3

I am trying to use one variable in my AWK (or GAWK) program to print multiple columns.

I am taking the columns to print from the command line:

gawk -v cols=1,2,3 -f sample.awk -F,

I want to be able to set this variable in my BEGIN{} block, and use it in the main part of my program.

BEGIN{
  split(cols, col_arr, FS)

  i=1;
  col_str = "$"col_arr[1];
  for(col in col_arr){
    if (i > 1){ 
      col_str = col_str",$"col;
    }
    i++;
  } 
}

{
  print col_str
}

However, this will just print "$1,$2,$3". How can I change this to print columns 1, 2, and 3?

DJElbow
  • 3,345
  • 11
  • 41
  • 52

3 Answers3

1

A BEGIN rule is executed once only, before the first input record is read.

Try something like this

awk '{cols = $1 OFS $2 OFS $5; print cols}' file

Update

Either you have to generate script like how Jonathan Leffler showed since unlike the shell (and PERL) AWK does not evaluate variables within strings, or something like this

BEGIN{
       sub(/,$/,"",cols)
       n=split(cols,C,/,/)
}
function _get_cols(i,s){
       for(i=1;i<=n;i++) s = length(s) ? s OFS $(C[i]) : $(C[i])
       return s  
}
{
     print _get_cols()
}

Execute

awk -v cols=2,3, -f test.awk infile

OR Else something like this you have to try

#!/bin/bash

# Usage : _parse <FS> <OFS> 1 2 3 ... n < file
_parse()
{
    local fs="$1"
    local ofs="$2"
    shift 2
    local _s=
    local f

    for f; do
        _s="${_s}\$${f},"
    done
    awk -F"$fs" -v OFS="$ofs" "{ print ${_s%,} }"
}

# Call function
_parse ' ' '\t' 1 3 < infile
Akshay Hegde
  • 16,536
  • 2
  • 22
  • 36
  • I will actually be getting the columns to print from an array, and would like to define the values to print once, instead of continually looping through an array that contains the column numbers to print.

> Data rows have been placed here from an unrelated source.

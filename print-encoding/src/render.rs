use std::io::Write;
use tabout::{Alignment, Column, TableWriter};
use unicode_blocks::{BlockRange, EncodedChar, Encoding};

const REPLACEMENT_CHARACTER: char = '\u{FFFD}';

fn encoded_columns() -> Vec<Column> {
    vec![
        Column::new("Decimal", Alignment::Right, 9),
        Column::new(Encoding::Utf32Be.name(), Alignment::Right, 9),
        Column::new(Encoding::Utf8.name(), Alignment::Right, 9),
        Column::new(Encoding::Utf16Le.name(), Alignment::Right, 9),
        Column::new("Char", Alignment::Right, 6),
        Column::new("Block", Alignment::Right, 8),
        Column::new("Block description", Alignment::Left, 24),
    ]
}

/// Control characters would be interpreted by the terminal rather
/// than displayed, so show a placeholder instead
fn glyph(c: char) -> char {
    if c.is_control() {
        REPLACEMENT_CHARACTER
    } else {
        c
    }
}

fn record_row(record: &EncodedChar) -> [String; 7] {
    [
        record.decimal.to_string(),
        record.utf32be.clone(),
        record.utf8.clone(),
        record.utf16le.clone(),
        glyph(record.glyph).to_string(),
        format!("{:03}", record.block_order),
        record.block_description.clone(),
    ]
}

fn write_top<W: Write>(table: &mut TableWriter<W>) -> std::io::Result<()> {
    table.write_blank_line()?;
    table.write_header()?;
    table.write_separator()
}

pub fn write_block_list<'a, W: Write>(
    mut out: W,
    blocks: impl Iterator<Item = &'a BlockRange>,
) -> std::io::Result<()> {
    for block in blocks {
        writeln!(out, "{block}")?;
    }
    Ok(())
}

/// Emit every record of a block, bracketed by headers and followed
/// by a summary of the block itself
pub fn write_block<W: Write>(
    out: W,
    block: &BlockRange,
    records: impl Iterator<Item = EncodedChar>,
) -> std::io::Result<()> {
    let mut table = TableWriter::new(encoded_columns(), out);
    write_top(&mut table)?;
    for record in records {
        table.write_row(&record_row(&record))?;
    }
    table.write_separator()?;
    table.write_header()?;
    writeln!(table, "\n{block}\n")
}

pub fn write_lookup<W: Write>(out: W, records: &[EncodedChar]) -> std::io::Result<()> {
    let mut table = TableWriter::new(encoded_columns(), out);
    write_top(&mut table)?;
    for record in records {
        table.write_row(&record_row(record))?;
    }
    table.flush()
}
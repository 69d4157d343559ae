//! Composes block classification and the encodings into the
//! records that the command line tool reports.
use crate::blocks::{BlockRange, BlockTable};
use crate::encoding::{self, hex, scalar, Encoding};
use crate::error::Result;

/// Everything that gets reported about a single code point
#[derive(Debug, Clone, PartialEq, Eq)]
pub struct EncodedChar {
    pub decimal: u32,
    pub utf32be: String,
    pub utf8: String,
    pub utf16le: String,
    pub glyph: char,
    /// The 1-based block order, or -1 when the code point isn't in any block
    pub block_order: i64,
    pub block_description: String,
}

impl EncodedChar {
    pub fn new(table: &BlockTable, code_point: u32) -> Result<Self> {
        let glyph = scalar(code_point)?;
        let block = table.find_block(code_point);
        Ok(Self {
            decimal: code_point,
            utf32be: hex(&Encoding::Utf32Be.encode(code_point)?),
            utf8: hex(&Encoding::Utf8.encode(code_point)?),
            utf16le: hex(&Encoding::Utf16Le.encode(code_point)?),
            glyph,
            block_order: block.order(),
            block_description: block.description().to_string(),
        })
    }
}

/// One of the ways that a code point can be specified
#[derive(Debug, Clone, PartialEq, Eq)]
pub enum PointInput {
    /// A hexadecimal literal such as `1F600`
    Hex(String),
    Decimal(u32),
    /// Literal text; every character in it is looked up
    Characters(String),
}

impl PointInput {
    pub fn code_points(&self) -> Result<Vec<u32>> {
        Ok(match self {
            Self::Hex(s) => vec![encoding::from_hex_string(s)?],
            Self::Decimal(d) => vec![*d],
            Self::Characters(s) => s.chars().map(encoding::from_character).collect(),
        })
    }
}

pub struct QueryEngine<'a> {
    table: &'a BlockTable,
}

impl<'a> QueryEngine<'a> {
    pub fn new(table: &'a BlockTable) -> Self {
        Self { table }
    }

    pub fn list_blocks(&self) -> impl Iterator<Item = &'a BlockRange> {
        self.table.iter()
    }

    /// Validate the 1-based `index` and return the block along with a
    /// lazy sequence of records for each encodable code point in it
    pub fn expand_block(
        &self,
        index: usize,
    ) -> Result<(&'a BlockRange, impl Iterator<Item = EncodedChar> + 'a)> {
        let table = self.table;
        let block = table.block(index)?;
        let records = block
            .code_points()
            .filter_map(move |code_point| EncodedChar::new(table, code_point).ok());
        Ok((block, records))
    }

    /// Resolve each input to records. A surrogate or out of range value
    /// is an error here, unlike during block expansion.
    pub fn lookup(&self, inputs: &[PointInput]) -> Result<Vec<EncodedChar>> {
        let mut records = vec![];
        for input in inputs {
            for code_point in input.code_points()? {
                records.push(EncodedChar::new(self.table, code_point)?);
            }
        }
        Ok(records)
    }
}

I was just trying to keep the example simple. – DJElbow Oct 03 '14 at 04:46
  • Thanks for the examples. I will probably end up using a similar solution. – DJElbow Oct 03 '14 at 16:07
1

You are probably best off using a program (maybe awk) to write the awk script you ultimately run.

For example:

trap "rm -f script.awk; exit 1" 0 1 2 3 13 15

awk '{ printf "{ print ";
       pad = ""; for (i = 1; i <= NF; i++) { printf "%s$%d", pad, $i; pad = ", " }
       print " }"
     }' <<< "1 2 5" > script.awk

awk -f script.awk data.file

rm -f script.awk
trap 0

The columns to be printed are shown as a here string, a Bash feature, but could come from a file, or from other sources as required. The trap commands are shell script that ensure that the temporary file, script.awk, is removed. It might be better to embed the process ID in the name to ensure uniqueness if the script is run concurrently. If you're really worried about it, use mktemp or a similar program to create a more difficult to guess name. There is no requirement that the script file end with .awk; it just makes it clear what it contains if you find it lying around.

Jonathan Leffler
  • 730,956
  • 141
  • 904
  • 1,278
0

Here's how to do it without loops or arrays :

jot -s '' -c - 65 126 | 
mawk -f <( mawk -v __='3,59,8,42,17,39' '
           BEGIN { 
               OFS =(FS = ",")"$"
             $(ORS = _) = __
             
          print "{ print $" ($!(NF=NF) ) " } " }' ) FS= OFS='\f'
C
 {
  H
   j
    Q
     g

what happens in the sub-process awk call is hard-coding in the columns needed by generating this code on the fly :

# gawk profile, created Mon Jan 16 18:27:35 2023

# Rule(s)

 1  {
 1      print $3, $59, $8, $42, $17, $39
}
RARE Kpop Manifesto
  • 2,453
  • 3
  • 11